After making a
pair of entertaining drive-in pictures about the American south,
actor-turned-director Max Baer Jr., of The
Beverly Hillbillies fame, inexplicably jumped onto the ’50s-nostalgia
bandwagon by making a crude ripoff of George Lucas’ American Graffiti (1973), even though several copycat pictures had
already been released. Baer’s contribution to this disreputable tradition, Hometown U.S.A., starts off innocuously enough,
shamelessly replicating scenes of teenagers getting into mischief while
cruising down Main Street in hot cars. Then the movie degrades into idiotic sex
farce, to the point where the climax seems as if belongs in an entirely
different film. Nonetheless, some viewers might find the first hour of the
picture more or less tolerable as an homage to Lucas’ nostalgic hit. Set in
1957, Hometown U.S.A. tracks the
exploits of three teenagers—nerdy Rodney “The Rodent” Duckworth (Gary
Springer), smooth T.J. Swackhammer (Brian Kerwin), and tough Recil Calhoun
(David Wilson). Also woven into the mix is a blonde dreamgirl named Marilyn
(Pat Delaney), whom Rodney sees driving around town at regular intervals. Is
this almost exactly the same premise as American
Graffiti? See the use of the word “shamelessly” above. Yet while Lucas’

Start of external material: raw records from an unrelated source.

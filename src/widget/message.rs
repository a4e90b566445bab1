//! Transcript entries

use chrono::{DateTime, Utc};
use serde::Serialize;
use uuid::Uuid;

/// One chat bubble.
///
/// Assistant replies that stream in start empty and grow by appending
/// fragments; [`DisplayMessage::freeze`] ends that. Content is never
/// rewritten.
#[derive(Debug, Clone, PartialEq, Serialize)]
pub struct DisplayMessage {
    id: Uuid,
    content: String,
    is_user: bool,
    timestamp: DateTime<Utc>,
    streaming: bool,
}

impl DisplayMessage {
    pub fn user(content: impl Into<String>) -> Self {
        Self::finished(content.into(), true)
    }

    pub fn assistant(content: impl Into<String>) -> Self {
        Self::finished(content.into(), false)
    }

    /// Empty assistant message waiting for fragments
    pub fn placeholder() -> Self {
        Self {
            streaming: true,
            ..Self::finished(String::new(), false)
        }
    }

    fn finished(content: String, is_user: bool) -> Self {
        Self {
            id: Uuid::new_v4(),
            content,
            is_user,
            timestamp: Utc::now(),
            streaming: false,
        }
    }

    /// Append a fragment. Returns false, leaving the content alone, once the
    /// message is frozen.
    pub fn append(&mut self, fragment: &str) -> bool {
        if !self.streaming {
            return false;
        }
        self.content.push_str(fragment);
        true
    }

    pub fn freeze(&mut self) {
        self.streaming = false;
    }

    pub fn id(&self) -> Uuid {
        self.id
    }

    pub fn content(&self) -> &str {
        &self.content
    }

    pub fn is_user(&self) -> bool {
        self.is_user
    }

    pub fn timestamp(&self) -> DateTime<Utc> {
        self.timestamp
    }

    pub fn is_streaming(&self) -> bool {
        self.streaming
    }

    /// `HH:MM` label shown under the bubble
    pub fn time_label(&self) -> String {
        self.timestamp.format("%H:%M").to_string()
    }
}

movie is family-friendly, treating adult themes in such a restrained manner
that American Graffiti was rated PG,
Baer takes the crude route, earning his movie’s R-rating with vulgar
sexcapades. Rodney has dreams in which his classmates cheer while he screws
Marilyn. Rodney steals a car and adopts the name “Rod Heartbender,” then squires
an awkward girl who turns out to be a freak with a thing for public exposure
and taunting bikers. And that’s atop the usual vignettes of juvenile
delinquency, with kids pranking cops and stealing hubcaps, all to the
accompaniment of beloved ’50s pop songs. Hometown
U.S.A. follows a sad spiral from harmlessly stupid to painfully stupid,
degrading women and destroying viewers’ brain cells as it slinks along from one
derivative and/or dopey scene to the next.